**TASK STATEMENT:**
Stop after the line containing "configuration and exit"; retype every line of the data before it exactly, starting from the first.

(Items from a data source)
------------------------

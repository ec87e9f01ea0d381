//! yourvibe - A terminal gallery of mood playlists.

use std::path::PathBuf;

use clap::Parser;
use color_eyre::Result;
use crossterm::event::{self, Event, KeyCode, KeyEventKind, KeyModifiers, MouseEventKind};
use ratatui_image::picker::Picker;
use tokio::sync::mpsc;

mod action;
mod app;
mod config;
mod covers;
mod gallery;
mod theme;
mod tui;
mod ui;

use action::Action;
use app::App;
use config::Config;
use gallery::Gallery;

/// Font size assumed when the terminal cannot report one.
const FALLBACK_FONT_SIZE: (u16, u16) = (8, 16);

/// Command-line arguments.
#[derive(Parser, Debug)]
#[command(name = "yourvibe")]
#[command(author, version, about, long_about = None)]
struct Args {
    /// Path to configuration file
    #[arg(short, long)]
    config: Option<PathBuf>,

    /// Don't fetch or draw cover art (overrides config)
    #[arg(long)]
    no_covers: bool,

    /// Switch hover effects instantly (overrides config)
    #[arg(long)]
    no_animations: bool,

    /// Print the effective configuration and exit
    #[arg(long)]
    print_config: bool,
}

#[tokio::main]
async fn main() -> Result<()> {
    // Install panic hooks
    tui::install_hooks()?;

    // Initialize logging
    let log_file = dirs::cache_dir()
        .unwrap_or_else(|| PathBuf::from("."))
        .join("yourvibe")
        .join("yourvibe.log");

    if let Some(parent) = log_file.parent() {
        std::fs::create_dir_all(parent)?;
    }

    let file_appender = tracing_subscriber::fmt::layer()
        .with_writer(std::fs::File::create(&log_file)?)
        .with_ansi(false);

    tracing_subscriber::fmt()
        .with_env_filter(
            tracing_subscriber::EnvFilter::from_default_env()
                .add_directive(tracing::Level::INFO.into()),
        )
        .with_writer(std::io::sink) // Don't write to stdout in TUI mode
        .finish()
        .with(file_appender)
        .try_init()
        .ok();

    // Parse command-line arguments
    let args = Args::parse();

    // Load configuration
    let mut config = match &args.config {
        Some(path) => {
            tracing::info!("Loading config from {}", path.display());
            Config::load_from(path)?
        }
        None => Config::load().unwrap_or_else(|e| {
            tracing::warn!("Using default config: {}", e);
            Config::default()
        }),
    };

    // Apply command-line overrides
    if args.no_covers {
        config.ui.show_covers = false;
    }
    if args.no_animations {
        config.ui.animations = false;
    }

    if args.print_config {
        print!("{}", toml::to_string_pretty(&config)?);
        return Ok(());
    }

    // Query graphics support before the terminal goes raw
    let picker = config.ui.show_covers.then(|| {
        Picker::from_query_stdio().unwrap_or_else(|e| {
            tracing::warn!("Terminal graphics query failed, using half-blocks: {:?}", e);
            Picker::from_fontsize(FALLBACK_FONT_SIZE)
        })
    });

    // Create action channel
    let (action_tx, mut action_rx) = mpsc::unbounded_channel::<Action>();

    // Create application
    let mut app = App::new(config, Gallery::reference()?, picker, action_tx.clone());

    // Initialize terminal
    let mut terminal = tui::init(app.config.ui.mouse)?;

    // Start background cover loads
    app.init()?;

    // Main event loop
    let tick_rate = app.config.tick_rate();

    loop {
        // Render UI
        terminal.draw(|frame| ui::render(frame, &mut app))?;

        // Handle events with timeout
        if event::poll(tick_rate)? {
            match event::read()? {
                Event::Key(key) => {
                    if key.kind == KeyEventKind::Press {
                        let action = handle_key_event(key.code, key.modifiers);
                        if action != Action::None {
                            action_tx.send(action)?;
                        }
                    }
                }
                Event::Mouse(mouse) => {
                    let action = handle_mouse_event(mouse);
                    if action != Action::None {
                        action_tx.send(action)?;
                    }
                }
                Event::Resize(width, height) => {
                    action_tx.send(Action::Resize(width, height))?;
                }
                _ => {}
            }
        }

        // Send tick action
        action_tx.send(Action::Tick)?;

        // Process all pending actions
        while let Ok(action) = action_rx.try_recv() {
            app.handle_action(action)?;
        }

        // Check if we should quit
        if app.should_quit {
            break;
        }
    }

    // Restore terminal
    tui::restore()?;

    Ok(())
}

/// Map key events to actions.
fn handle_key_event(code: KeyCode, modifiers: KeyModifiers) -> Action {
    match code {
        KeyCode::Char('q') | KeyCode::Esc => Action::Quit,
        KeyCode::Char('c') if modifiers.contains(KeyModifiers::CONTROL) => Action::Quit,
        _ => Action::None,
    }
}

/// Handle mouse events.
fn handle_mouse_event(mouse: crossterm::event::MouseEvent) -> Action {
    match mouse.kind {
        MouseEventKind::Moved | MouseEventKind::Drag(_) => {
            Action::MouseMove(mouse.column, mouse.row)
        }
        MouseEventKind::ScrollUp => Action::MouseScroll(-1),
        MouseEventKind::ScrollDown => Action::MouseScroll(1),
        _ => Action::None,
    }
}

use tracing_subscriber::prelude::*;
//! Time-based interpolation for hover effects.

use std::time::Duration;

/// Scale-up duration of a hovered card.
pub const SCALE_DURATION: Duration = Duration::from_millis(300);

/// Overlay and image fade duration.
pub const FADE_DURATION: Duration = Duration::from_millis(150);

/// A value moving linearly from 0.0 to 1.0 (or back) over a fixed duration.
#[derive(Debug, Clone, Copy, PartialEq)]
pub struct Transition {
    current: f32,
    target: f32,
    duration: Duration,
}

impl Transition {
    pub fn new(duration: Duration) -> Self {
        Self {
            current: 0.0,
            target: 0.0,
            duration,
        }
    }

    pub fn set_target(&mut self, target: f32) {
        self.target = target.clamp(0.0, 1.0);
    }

    /// Move toward the target by the share of the duration that `dt` covers.
    pub fn advance(&mut self, dt: Duration) {
        if self.duration.is_zero() {
            self.current = self.target;
            return;
        }

        let step = dt.as_secs_f32() / self.duration.as_secs_f32();
        if self.current < self.target {
            self.current = (self.current + step).min(self.target);
        } else {
            self.current = (self.current - step).max(self.target);
        }
    }

    /// Eased position in `0.0..=1.0`.
    pub fn value(&self) -> f32 {
        ease_in_out(self.current)
    }

    pub fn is_settled(&self) -> bool {
        self.current == self.target
    }
}

/// Hover state of one card.
#[derive(Debug, Clone, Copy, PartialEq)]
pub struct HoverFx {
    pub scale: Transition,
    pub fade: Transition,
}

impl HoverFx {
    pub fn new(animated: bool) -> Self {
        let (scale, fade) = if animated {
            (SCALE_DURATION, FADE_DURATION)
        } else {
            (Duration::ZERO, Duration::ZERO)
        };
        Self {
            scale: Transition::new(scale),
            fade: Transition::new(fade),
        }
    }

    pub fn set_hovered(&mut self, hovered: bool) {
        let target = if hovered { 1.0 } else { 0.0 };
        self.scale.set_target(target);
        self.fade.set_target(target);
    }

    pub fn advance(&mut self, dt: Duration) {
        self.scale.advance(dt);
        self.fade.advance(dt);
    }

    pub fn is_settled(&self) -> bool {
        self.scale.is_settled() && self.fade.is_settled()
    }
}

fn ease_in_out(t: f32) -> f32 {
    let t = t.clamp(0.0, 1.0);
    t * t * (3.0 - 2.0 * t)
}

#[cfg(test)]
mod tests {
    use super::*;

    #[test]
    fn test_transition_progresses_with_time() {
        let mut t = Transition::new(Duration::from_millis(300));
        t.set_target(1.0);

        t.advance(Duration::from_millis(100));
        let first = t.value();
        t.advance(Duration::from_millis(100));
        let second = t.value();

        assert!(first > 0.0 && first < 1.0);
        assert!(second > first);
        assert!(!t.is_settled());

        t.advance(Duration::from_millis(200));
        assert!(t.is_settled());
        assert_eq!(t.value(), 1.0);
    }

    #[test]
    fn test_transition_reverses() {
        let mut t = Transition::new(Duration::from_millis(100));
        t.set_target(1.0);
        t.advance(Duration::from_millis(100));
        t.set_target(0.0);
        t.advance(Duration::from_millis(50));
        assert!(t.value() > 0.0 && t.value() < 1.0);
        t.advance(Duration::from_secs(1));
        assert_eq!(t.value(), 0.0);
    }

    #[test]
    fn test_zero_duration_jumps() {
        let mut fx = HoverFx::new(false);
        fx.set_hovered(true);
        fx.advance(Duration::ZERO);
        assert!(fx.is_settled());
        assert_eq!(fx.scale.value(), 1.0);
        assert_eq!(fx.fade.value(), 1.0);
    }

    #[test]
    fn test_fade_settles_before_scale() {
        let mut fx = HoverFx::new(true);
        fx.set_hovered(true);
        fx.advance(Duration::from_millis(150));
        assert!(fx.fade.is_settled());
        assert!(!fx.scale.is_settled());
    }
}
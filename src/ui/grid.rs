//! Responsive card grid geometry.

use ratatui::layout::Rect;

/// Viewport width (cells) at which the grid switches to two columns.
pub const SM_BREAKPOINT: u16 = 80;

/// Viewport width (cells) at which the grid switches to three columns.
pub const LG_BREAKPOINT: u16 = 128;

/// Widest the grid may grow before it is centred.
pub const MAX_GRID_WIDTH: u16 = 144;

/// Side padding of the grid section.
pub const PADDING_X: u16 = 2;

pub const GAP_X: u16 = 4;
pub const GAP_Y: u16 = 2;
pub const CARD_HEIGHT: u16 = 14;

/// Number of grid columns for a viewport width.
pub fn columns_for_width(viewport_width: u16) -> u16 {
    if viewport_width < SM_BREAKPOINT {
        1
    } else if viewport_width < LG_BREAKPOINT {
        2
    } else {
        3
    }
}

/// Number of card rows needed for `count` cards.
pub fn row_count(count: usize, columns: u16) -> u16 {
    let columns = columns.max(1) as usize;
    count.div_ceil(columns) as u16
}

/// Number of whole card rows a section of `height` rows can show; at least one.
pub fn visible_rows(height: u16) -> u16 {
    (height.saturating_add(GAP_Y) / (CARD_HEIGHT + GAP_Y)).max(1)
}

/// Centred, padded and width-capped area the cards are laid out in.
pub fn grid_area(section: Rect) -> Rect {
    let padded = section.width.saturating_sub(PADDING_X * 2);
    let width = padded.min(MAX_GRID_WIDTH);
    let x = section.x + (section.width - width) / 2;
    Rect::new(x, section.y, width, section.height)
}

/// Place `count` cards into `section`, skipping the first `scroll` card rows.
///
/// Returns `(index, rect)` pairs in collection order for every card whose
/// top edge lies inside the section. Cards that overflow the bottom edge
/// are clipped to it.
pub fn layout_cards(
    section: Rect,
    viewport_width: u16,
    count: usize,
    scroll: u16,
) -> Vec<(usize, Rect)> {
    let area = grid_area(section);
    if area.width == 0 || area.height == 0 {
        return Vec::new();
    }

    let columns = columns_for_width(viewport_width);
    let gaps = GAP_X * (columns - 1);
    let card_width = area.width.saturating_sub(gaps) / columns;
    if card_width == 0 {
        return Vec::new();
    }
    // Spread the remainder so the grid stays centred.
    let used = card_width * columns + gaps;
    let left = area.x + (area.width - used) / 2;

    let first = scroll as usize * columns as usize;
    (first..count)
        .map_while(|index| {
            let offset = index - first;
            let row = (offset / columns as usize) as u16;
            let col = (offset % columns as usize) as u16;
            let top = row
                .checked_mul(CARD_HEIGHT + GAP_Y)
                .and_then(|dy| area.y.checked_add(dy))
                .filter(|&top| top < area.bottom())?;
            let height = CARD_HEIGHT.min(area.bottom() - top);
            let x = left + col * (card_width + GAP_X);
            Some((index, Rect::new(x, top, card_width, height)))
        })
        .collect()
}

/// Grow a card rect by one cell on each side, staying inside `bounds`.
pub fn scaled(rect: Rect, bounds: Rect) -> Rect {
    let x = rect.x.saturating_sub(1);
    let y = rect.y.saturating_sub(1);
    let grown = Rect::new(
        x,
        y,
        rect.right().saturating_add(1) - x,
        rect.bottom().saturating_add(1) - y,
    );
    grown.intersection(bounds)
}

#[cfg(test)]
mod tests {
    use super::*;

    #[test]
    fn test_columns_for_width() {
        assert_eq!(columns_for_width(0), 1);
        assert_eq!(columns_for_width(79), 1);
        assert_eq!(columns_for_width(80), 2);
        assert_eq!(columns_for_width(127), 2);
        assert_eq!(columns_for_width(128), 3);
        assert_eq!(columns_for_width(400), 3);
    }

    #[test]
    fn test_row_count() {
        assert_eq!(row_count(0, 3), 0);
        assert_eq!(row_count(3, 3), 1);
        assert_eq!(row_count(4, 3), 2);
        assert_eq!(row_count(5, 1), 5);
    }

    #[test]
    fn test_visible_rows() {
        assert_eq!(visible_rows(0), 1);
        assert_eq!(visible_rows(CARD_HEIGHT), 1);
        assert_eq!(visible_rows(CARD_HEIGHT * 2 + GAP_Y - 1), 1);
        assert_eq!(visible_rows(CARD_HEIGHT * 2 + GAP_Y), 2);
        assert_eq!(visible_rows(53), 3);
    }

    #[test]
    fn test_grid_area_is_capped_and_centred() {
        let area = grid_area(Rect::new(0, 5, 200, 40));
        assert_eq!(area.width, MAX_GRID_WIDTH);
        assert_eq!(area.x, 28);
        assert_eq!(area.y, 5);

        let narrow = grid_area(Rect::new(0, 0, 60, 10));
        assert_eq!(narrow.width, 56);
        assert_eq!(narrow.x, 2);
    }

    #[test]
    fn test_three_columns_one_row() {
        let section = Rect::new(0, 0, 140, 40);
        let cards = layout_cards(section, 140, 3, 0);

        assert_eq!(cards.len(), 3);
        let indices: Vec<usize> = cards.iter().map(|(i, _)| *i).collect();
        assert_eq!(indices, vec![0, 1, 2]);
        assert!(cards.iter().all(|(_, r)| r.y == 0 && r.height == CARD_HEIGHT));
        assert!(cards[0].1.x < cards[1].1.x && cards[1].1.x < cards[2].1.x);
        assert_eq!(cards[1].1.x - cards[0].1.right(), GAP_X);
        assert_eq!(cards[2].1.x - cards[1].1.right(), GAP_X);
    }

    #[test]
    fn test_single_column_stacks_with_gap() {
        let section = Rect::new(0, 0, 60, 60);
        let cards = layout_cards(section, 60, 3, 0);

        assert_eq!(cards.len(), 3);
        assert!(cards.iter().all(|(_, r)| r.x == cards[0].1.x));
        assert_eq!(cards[1].1.y - cards[0].1.bottom(), GAP_Y);
        assert_eq!(cards[2].1.y - cards[1].1.bottom(), GAP_Y);
    }

    #[test]
    fn test_two_columns_wrap() {
        let section = Rect::new(0, 0, 100, 60);
        let cards = layout_cards(section, 100, 3, 0);

        assert_eq!(cards.len(), 3);
        assert_eq!(cards[0].1.y, cards[1].1.y);
        assert_eq!(cards[2].1.x, cards[0].1.x);
        assert_eq!(cards[2].1.y, CARD_HEIGHT + GAP_Y);
    }

    #[test]
    fn test_empty_collection() {
        assert!(layout_cards(Rect::new(0, 0, 120, 40), 120, 0, 0).is_empty());
    }

    #[test]
    fn test_overflow_is_clipped() {
        let section = Rect::new(0, 0, 60, 20);
        let cards = layout_cards(section, 60, 3, 0);

        assert_eq!(cards.len(), 2);
        assert_eq!(cards[0].1.height, CARD_HEIGHT);
        assert_eq!(cards[1].1.height, 20 - (CARD_HEIGHT + GAP_Y));
    }

    #[test]
    fn test_scroll_skips_rows() {
        let section = Rect::new(0, 0, 60, 40);
        let cards = layout_cards(section, 60, 3, 1);

        assert_eq!(cards[0].0, 1);
        assert_eq!(cards[0].1.y, 0);
    }

    #[test]
    fn test_scaled_stays_in_bounds() {
        let bounds = Rect::new(0, 0, 50, 20);
        assert_eq!(scaled(Rect::new(5, 5, 10, 5), bounds), Rect::new(4, 4, 12, 7));
        assert_eq!(scaled(Rect::new(0, 0, 10, 5), bounds), Rect::new(0, 0, 11, 6));
    }
}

------------------------

**ANSWER TO THE PROBLEM:**
repository ec87e9f01ea0d381
//! yourvibe - A terminal gallery of mood playlists.

use std::path::PathBuf;

use clap::Parser;
use color_eyre::Result;
use crossterm::event::{self, Event, KeyCode, KeyEventKind, KeyModifiers, MouseEventKind};
use ratatui_image::picker::Picker;
use tokio::sync::mpsc;

mod action;
mod app;
mod config;
mod covers;
mod gallery;
mod theme;
mod tui;
mod ui;

use action::Action;
use app::App;
use config::Config;
use gallery::Gallery;

/// Font size assumed when the terminal cannot report one.
const FALLBACK_FONT_SIZE: (u16, u16) = (8, 16);

/// Command-line arguments.
#[derive(Parser, Debug)]
#[command(name = "yourvibe")]
#[command(author, version, about, long_about = None)]
struct Args {
    /// Path to configuration file
    #[arg(short, long)]
    config: Option<PathBuf>,

    /// Don't fetch or draw cover art (overrides config)
    #[arg(long)]
    no_covers: bool,

    /// Switch hover effects instantly (overrides config)
    #[arg(long)]
    no_animations: bool,

    /// Print the effective configuration and exit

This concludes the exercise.